What is expected => Look for the string "within" in the data below, and copy each line that holds it.

(Stored items)

=====

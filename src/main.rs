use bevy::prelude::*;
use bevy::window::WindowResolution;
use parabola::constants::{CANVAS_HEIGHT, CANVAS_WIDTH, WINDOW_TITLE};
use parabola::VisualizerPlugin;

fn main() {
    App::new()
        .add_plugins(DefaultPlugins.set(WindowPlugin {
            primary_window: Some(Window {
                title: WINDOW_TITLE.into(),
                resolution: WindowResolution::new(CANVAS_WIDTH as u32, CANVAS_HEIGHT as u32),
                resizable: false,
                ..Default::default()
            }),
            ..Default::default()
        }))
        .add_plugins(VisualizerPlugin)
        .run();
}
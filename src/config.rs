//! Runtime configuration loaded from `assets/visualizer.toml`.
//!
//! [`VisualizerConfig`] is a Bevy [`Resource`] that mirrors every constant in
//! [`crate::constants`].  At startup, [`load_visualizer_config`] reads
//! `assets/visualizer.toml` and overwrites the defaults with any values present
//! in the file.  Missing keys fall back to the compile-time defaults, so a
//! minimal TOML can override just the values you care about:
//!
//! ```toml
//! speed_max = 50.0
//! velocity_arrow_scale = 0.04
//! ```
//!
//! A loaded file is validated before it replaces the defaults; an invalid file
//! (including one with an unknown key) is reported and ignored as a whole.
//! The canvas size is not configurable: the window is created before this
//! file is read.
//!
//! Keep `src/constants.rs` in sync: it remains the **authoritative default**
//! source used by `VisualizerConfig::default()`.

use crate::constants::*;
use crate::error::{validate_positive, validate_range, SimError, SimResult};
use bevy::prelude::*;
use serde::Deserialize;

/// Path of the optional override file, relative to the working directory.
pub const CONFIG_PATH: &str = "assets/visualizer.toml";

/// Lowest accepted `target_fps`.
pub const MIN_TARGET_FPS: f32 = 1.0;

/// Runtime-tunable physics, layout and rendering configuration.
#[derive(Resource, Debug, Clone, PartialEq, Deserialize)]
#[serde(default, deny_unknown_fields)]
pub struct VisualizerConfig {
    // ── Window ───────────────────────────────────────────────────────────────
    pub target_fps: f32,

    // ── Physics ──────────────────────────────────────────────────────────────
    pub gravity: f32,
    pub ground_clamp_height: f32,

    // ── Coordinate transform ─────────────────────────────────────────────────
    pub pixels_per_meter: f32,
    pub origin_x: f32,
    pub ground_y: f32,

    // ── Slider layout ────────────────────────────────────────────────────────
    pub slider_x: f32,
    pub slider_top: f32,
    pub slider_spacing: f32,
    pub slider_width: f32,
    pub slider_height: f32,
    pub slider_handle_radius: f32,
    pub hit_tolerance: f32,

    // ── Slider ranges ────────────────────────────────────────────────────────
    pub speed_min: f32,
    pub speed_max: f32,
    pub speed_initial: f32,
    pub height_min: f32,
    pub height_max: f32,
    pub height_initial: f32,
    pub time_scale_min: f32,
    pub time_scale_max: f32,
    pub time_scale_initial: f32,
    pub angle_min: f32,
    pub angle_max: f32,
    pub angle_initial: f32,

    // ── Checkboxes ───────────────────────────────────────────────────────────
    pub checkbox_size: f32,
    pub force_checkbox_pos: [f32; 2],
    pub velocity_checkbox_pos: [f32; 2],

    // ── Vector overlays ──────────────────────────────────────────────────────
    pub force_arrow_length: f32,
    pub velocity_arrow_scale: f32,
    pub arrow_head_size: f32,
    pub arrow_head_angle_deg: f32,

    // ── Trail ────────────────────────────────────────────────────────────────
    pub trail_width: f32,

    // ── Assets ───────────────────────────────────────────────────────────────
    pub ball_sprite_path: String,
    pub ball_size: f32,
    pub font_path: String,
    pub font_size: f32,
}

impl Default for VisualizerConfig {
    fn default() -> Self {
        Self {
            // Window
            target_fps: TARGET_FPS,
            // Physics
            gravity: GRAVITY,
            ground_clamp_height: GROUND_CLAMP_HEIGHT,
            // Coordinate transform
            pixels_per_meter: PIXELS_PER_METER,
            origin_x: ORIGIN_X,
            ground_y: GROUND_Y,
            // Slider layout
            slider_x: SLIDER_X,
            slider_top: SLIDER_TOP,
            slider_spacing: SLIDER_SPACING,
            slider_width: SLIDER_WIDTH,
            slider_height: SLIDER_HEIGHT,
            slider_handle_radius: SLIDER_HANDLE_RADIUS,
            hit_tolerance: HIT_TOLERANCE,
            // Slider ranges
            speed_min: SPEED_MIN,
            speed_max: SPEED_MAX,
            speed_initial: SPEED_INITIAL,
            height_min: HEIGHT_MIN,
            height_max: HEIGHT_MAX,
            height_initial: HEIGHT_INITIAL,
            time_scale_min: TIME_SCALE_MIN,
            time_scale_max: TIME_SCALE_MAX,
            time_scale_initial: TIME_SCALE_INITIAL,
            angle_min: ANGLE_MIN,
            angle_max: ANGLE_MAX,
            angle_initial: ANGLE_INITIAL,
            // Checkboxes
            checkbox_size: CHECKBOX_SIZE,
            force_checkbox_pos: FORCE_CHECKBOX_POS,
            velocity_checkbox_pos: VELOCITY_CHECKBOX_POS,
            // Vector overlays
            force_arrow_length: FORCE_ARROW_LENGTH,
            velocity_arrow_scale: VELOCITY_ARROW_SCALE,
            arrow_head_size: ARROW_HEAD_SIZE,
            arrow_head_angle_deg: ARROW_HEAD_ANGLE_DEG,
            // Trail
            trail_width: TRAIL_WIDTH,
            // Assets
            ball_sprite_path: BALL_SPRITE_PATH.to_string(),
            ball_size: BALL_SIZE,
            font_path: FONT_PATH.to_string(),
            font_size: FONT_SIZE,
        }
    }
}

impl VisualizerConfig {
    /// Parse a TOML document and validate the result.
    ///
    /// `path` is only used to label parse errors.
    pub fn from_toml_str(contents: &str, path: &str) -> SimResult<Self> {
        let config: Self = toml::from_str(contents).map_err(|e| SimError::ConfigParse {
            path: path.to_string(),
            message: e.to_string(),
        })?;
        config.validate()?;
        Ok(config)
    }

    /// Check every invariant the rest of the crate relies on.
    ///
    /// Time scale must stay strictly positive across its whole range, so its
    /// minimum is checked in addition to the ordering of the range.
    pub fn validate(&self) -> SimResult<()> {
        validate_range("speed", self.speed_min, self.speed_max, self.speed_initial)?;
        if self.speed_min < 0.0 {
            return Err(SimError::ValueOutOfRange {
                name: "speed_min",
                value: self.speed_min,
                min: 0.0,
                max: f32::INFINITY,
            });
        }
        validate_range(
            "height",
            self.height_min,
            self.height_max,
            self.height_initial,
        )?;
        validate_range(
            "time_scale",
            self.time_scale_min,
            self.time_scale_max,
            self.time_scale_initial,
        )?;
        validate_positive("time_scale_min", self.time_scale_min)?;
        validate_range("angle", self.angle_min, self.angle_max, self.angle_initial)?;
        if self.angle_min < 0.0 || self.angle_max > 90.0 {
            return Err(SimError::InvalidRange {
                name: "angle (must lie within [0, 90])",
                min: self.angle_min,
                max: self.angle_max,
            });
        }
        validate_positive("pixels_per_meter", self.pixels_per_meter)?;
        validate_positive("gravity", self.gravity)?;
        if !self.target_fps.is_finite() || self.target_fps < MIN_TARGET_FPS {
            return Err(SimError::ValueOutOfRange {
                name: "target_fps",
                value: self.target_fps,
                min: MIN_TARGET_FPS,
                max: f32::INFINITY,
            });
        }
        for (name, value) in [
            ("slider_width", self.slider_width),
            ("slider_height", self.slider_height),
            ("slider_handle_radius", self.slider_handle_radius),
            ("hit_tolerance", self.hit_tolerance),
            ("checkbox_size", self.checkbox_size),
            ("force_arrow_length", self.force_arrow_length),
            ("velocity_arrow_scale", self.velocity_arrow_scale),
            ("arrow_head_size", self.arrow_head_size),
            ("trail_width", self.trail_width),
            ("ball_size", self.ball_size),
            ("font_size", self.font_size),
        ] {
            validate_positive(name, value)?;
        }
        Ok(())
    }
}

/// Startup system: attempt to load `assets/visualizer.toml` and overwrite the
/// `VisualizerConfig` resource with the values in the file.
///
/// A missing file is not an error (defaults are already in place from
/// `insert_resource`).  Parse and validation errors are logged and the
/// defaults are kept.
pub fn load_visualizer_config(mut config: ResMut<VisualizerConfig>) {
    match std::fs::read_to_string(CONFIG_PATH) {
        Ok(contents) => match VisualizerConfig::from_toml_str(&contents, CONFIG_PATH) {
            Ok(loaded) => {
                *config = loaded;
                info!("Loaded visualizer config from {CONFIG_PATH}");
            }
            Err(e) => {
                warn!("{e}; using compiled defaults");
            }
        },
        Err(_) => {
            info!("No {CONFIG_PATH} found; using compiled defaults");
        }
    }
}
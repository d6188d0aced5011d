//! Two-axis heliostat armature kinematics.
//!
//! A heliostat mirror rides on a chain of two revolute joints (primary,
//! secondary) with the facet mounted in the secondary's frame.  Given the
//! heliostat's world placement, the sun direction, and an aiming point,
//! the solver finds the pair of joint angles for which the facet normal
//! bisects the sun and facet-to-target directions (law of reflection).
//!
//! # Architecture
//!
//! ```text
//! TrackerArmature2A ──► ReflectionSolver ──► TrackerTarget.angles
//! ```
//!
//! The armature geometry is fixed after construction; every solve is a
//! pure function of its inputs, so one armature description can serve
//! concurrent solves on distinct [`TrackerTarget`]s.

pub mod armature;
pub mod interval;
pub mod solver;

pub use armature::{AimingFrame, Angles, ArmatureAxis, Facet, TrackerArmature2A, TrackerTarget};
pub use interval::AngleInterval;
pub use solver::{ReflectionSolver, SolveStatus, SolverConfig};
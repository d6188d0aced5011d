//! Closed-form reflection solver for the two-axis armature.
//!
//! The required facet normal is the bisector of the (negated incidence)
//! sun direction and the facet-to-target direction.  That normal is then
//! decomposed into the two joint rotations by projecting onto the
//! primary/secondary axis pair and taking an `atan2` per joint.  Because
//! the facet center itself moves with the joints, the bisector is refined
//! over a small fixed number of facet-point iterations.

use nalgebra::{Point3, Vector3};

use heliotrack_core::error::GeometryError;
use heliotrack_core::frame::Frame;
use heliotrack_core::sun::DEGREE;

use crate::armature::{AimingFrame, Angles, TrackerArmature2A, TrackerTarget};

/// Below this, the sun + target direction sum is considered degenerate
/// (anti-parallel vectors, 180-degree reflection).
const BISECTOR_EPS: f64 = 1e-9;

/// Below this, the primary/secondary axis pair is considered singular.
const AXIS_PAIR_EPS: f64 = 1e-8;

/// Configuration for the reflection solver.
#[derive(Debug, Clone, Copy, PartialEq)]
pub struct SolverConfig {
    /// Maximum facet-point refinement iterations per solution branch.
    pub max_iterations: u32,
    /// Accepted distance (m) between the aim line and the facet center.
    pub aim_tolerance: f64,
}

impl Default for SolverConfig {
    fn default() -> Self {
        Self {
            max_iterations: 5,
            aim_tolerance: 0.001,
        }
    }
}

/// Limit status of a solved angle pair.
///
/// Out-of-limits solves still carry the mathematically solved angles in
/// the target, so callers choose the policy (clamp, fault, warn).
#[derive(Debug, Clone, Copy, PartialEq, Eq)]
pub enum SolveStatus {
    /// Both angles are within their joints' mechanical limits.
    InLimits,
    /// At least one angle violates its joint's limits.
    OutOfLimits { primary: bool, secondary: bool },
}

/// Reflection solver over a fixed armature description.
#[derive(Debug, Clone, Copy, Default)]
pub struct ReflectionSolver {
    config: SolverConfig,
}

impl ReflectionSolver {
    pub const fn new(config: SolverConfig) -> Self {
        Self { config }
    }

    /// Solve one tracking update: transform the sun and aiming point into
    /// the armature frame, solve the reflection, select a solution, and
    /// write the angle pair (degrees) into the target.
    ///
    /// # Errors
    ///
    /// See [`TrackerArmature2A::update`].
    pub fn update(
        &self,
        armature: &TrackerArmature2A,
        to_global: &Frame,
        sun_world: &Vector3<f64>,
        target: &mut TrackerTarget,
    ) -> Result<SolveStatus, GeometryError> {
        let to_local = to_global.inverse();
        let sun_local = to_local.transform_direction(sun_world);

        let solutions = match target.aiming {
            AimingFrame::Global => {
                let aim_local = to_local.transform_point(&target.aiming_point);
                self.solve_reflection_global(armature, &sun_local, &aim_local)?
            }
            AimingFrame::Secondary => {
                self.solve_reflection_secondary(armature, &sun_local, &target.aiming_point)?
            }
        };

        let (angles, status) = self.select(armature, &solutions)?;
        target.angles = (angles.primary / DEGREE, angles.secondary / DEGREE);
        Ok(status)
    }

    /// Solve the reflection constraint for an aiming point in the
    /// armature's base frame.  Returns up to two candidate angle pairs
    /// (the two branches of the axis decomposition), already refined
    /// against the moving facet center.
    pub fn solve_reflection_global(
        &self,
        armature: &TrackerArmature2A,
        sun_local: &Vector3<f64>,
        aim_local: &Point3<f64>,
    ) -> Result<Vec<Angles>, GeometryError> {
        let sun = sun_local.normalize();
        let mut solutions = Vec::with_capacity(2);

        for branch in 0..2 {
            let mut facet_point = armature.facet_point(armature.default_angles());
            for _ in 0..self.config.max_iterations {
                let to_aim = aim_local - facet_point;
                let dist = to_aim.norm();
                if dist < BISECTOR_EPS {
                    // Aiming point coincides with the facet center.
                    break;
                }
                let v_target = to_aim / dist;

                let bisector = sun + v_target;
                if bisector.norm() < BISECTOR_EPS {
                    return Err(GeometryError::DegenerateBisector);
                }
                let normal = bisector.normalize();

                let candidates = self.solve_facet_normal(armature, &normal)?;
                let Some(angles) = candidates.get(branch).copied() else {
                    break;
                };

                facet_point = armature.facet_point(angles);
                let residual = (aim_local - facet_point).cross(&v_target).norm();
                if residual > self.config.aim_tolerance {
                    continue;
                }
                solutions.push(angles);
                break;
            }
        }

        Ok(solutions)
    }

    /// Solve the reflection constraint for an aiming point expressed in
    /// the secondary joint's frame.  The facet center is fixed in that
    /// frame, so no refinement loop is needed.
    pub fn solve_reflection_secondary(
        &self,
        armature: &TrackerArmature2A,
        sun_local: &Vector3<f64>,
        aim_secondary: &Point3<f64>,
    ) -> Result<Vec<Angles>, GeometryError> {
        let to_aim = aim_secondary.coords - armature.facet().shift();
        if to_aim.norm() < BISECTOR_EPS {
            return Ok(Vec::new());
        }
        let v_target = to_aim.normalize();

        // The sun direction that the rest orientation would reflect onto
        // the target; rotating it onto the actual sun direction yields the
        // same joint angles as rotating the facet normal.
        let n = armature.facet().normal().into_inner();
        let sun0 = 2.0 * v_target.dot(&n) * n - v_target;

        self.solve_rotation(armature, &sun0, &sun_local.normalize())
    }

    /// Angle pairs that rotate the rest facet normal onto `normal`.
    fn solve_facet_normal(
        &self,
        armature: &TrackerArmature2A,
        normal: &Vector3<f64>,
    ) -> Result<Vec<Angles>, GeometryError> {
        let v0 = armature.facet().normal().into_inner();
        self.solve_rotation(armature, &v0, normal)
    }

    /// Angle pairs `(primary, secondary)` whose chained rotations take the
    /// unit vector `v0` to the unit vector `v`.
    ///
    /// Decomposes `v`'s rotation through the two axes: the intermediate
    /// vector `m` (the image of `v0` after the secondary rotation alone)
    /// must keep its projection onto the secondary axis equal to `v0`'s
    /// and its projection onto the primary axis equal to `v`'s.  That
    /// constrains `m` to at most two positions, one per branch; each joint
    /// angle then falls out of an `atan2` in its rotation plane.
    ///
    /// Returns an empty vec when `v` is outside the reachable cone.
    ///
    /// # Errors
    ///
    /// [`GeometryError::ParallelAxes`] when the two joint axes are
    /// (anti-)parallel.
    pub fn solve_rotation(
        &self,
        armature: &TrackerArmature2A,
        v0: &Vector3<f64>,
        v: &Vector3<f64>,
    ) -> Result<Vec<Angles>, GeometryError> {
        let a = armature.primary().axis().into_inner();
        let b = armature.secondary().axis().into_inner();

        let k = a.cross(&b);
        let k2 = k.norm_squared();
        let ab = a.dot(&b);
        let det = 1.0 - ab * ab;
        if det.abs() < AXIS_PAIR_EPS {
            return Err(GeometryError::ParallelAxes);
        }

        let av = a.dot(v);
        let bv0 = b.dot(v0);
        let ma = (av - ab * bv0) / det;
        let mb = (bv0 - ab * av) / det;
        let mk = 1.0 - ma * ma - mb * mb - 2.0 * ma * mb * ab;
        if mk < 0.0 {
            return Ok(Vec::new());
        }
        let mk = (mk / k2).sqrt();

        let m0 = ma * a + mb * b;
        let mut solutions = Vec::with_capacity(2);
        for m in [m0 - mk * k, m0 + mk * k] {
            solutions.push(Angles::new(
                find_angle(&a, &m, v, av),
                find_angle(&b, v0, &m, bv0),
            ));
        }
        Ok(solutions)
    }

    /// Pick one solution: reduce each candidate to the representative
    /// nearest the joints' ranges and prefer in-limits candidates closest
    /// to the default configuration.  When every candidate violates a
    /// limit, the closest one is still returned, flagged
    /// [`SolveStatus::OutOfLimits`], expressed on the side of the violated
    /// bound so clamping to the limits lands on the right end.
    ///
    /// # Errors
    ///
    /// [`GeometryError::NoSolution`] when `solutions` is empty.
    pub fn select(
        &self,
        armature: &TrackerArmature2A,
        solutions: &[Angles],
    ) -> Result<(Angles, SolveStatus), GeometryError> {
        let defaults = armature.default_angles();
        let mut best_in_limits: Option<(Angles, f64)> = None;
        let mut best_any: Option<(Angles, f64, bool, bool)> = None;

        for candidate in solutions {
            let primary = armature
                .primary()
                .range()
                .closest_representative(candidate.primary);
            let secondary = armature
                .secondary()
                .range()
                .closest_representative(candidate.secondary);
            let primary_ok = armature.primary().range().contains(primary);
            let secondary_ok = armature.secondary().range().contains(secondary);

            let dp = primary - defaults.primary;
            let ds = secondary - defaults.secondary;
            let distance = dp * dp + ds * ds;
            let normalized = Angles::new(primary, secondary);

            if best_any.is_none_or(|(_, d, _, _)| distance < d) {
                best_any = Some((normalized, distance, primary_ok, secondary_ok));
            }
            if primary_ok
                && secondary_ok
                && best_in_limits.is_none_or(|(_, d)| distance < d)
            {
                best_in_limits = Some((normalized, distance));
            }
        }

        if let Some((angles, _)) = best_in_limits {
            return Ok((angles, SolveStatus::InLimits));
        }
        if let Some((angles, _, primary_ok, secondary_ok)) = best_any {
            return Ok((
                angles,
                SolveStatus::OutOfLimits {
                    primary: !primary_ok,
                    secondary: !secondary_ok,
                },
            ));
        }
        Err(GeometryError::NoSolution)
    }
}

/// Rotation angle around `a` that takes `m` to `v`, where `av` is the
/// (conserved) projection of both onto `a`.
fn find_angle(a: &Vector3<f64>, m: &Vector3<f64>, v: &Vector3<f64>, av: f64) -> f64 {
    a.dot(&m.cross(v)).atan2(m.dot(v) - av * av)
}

=====

Answer below =>
                name: "angle (must lie within [0, 90])",
    /// Both angles are within their joints' mechanical limits.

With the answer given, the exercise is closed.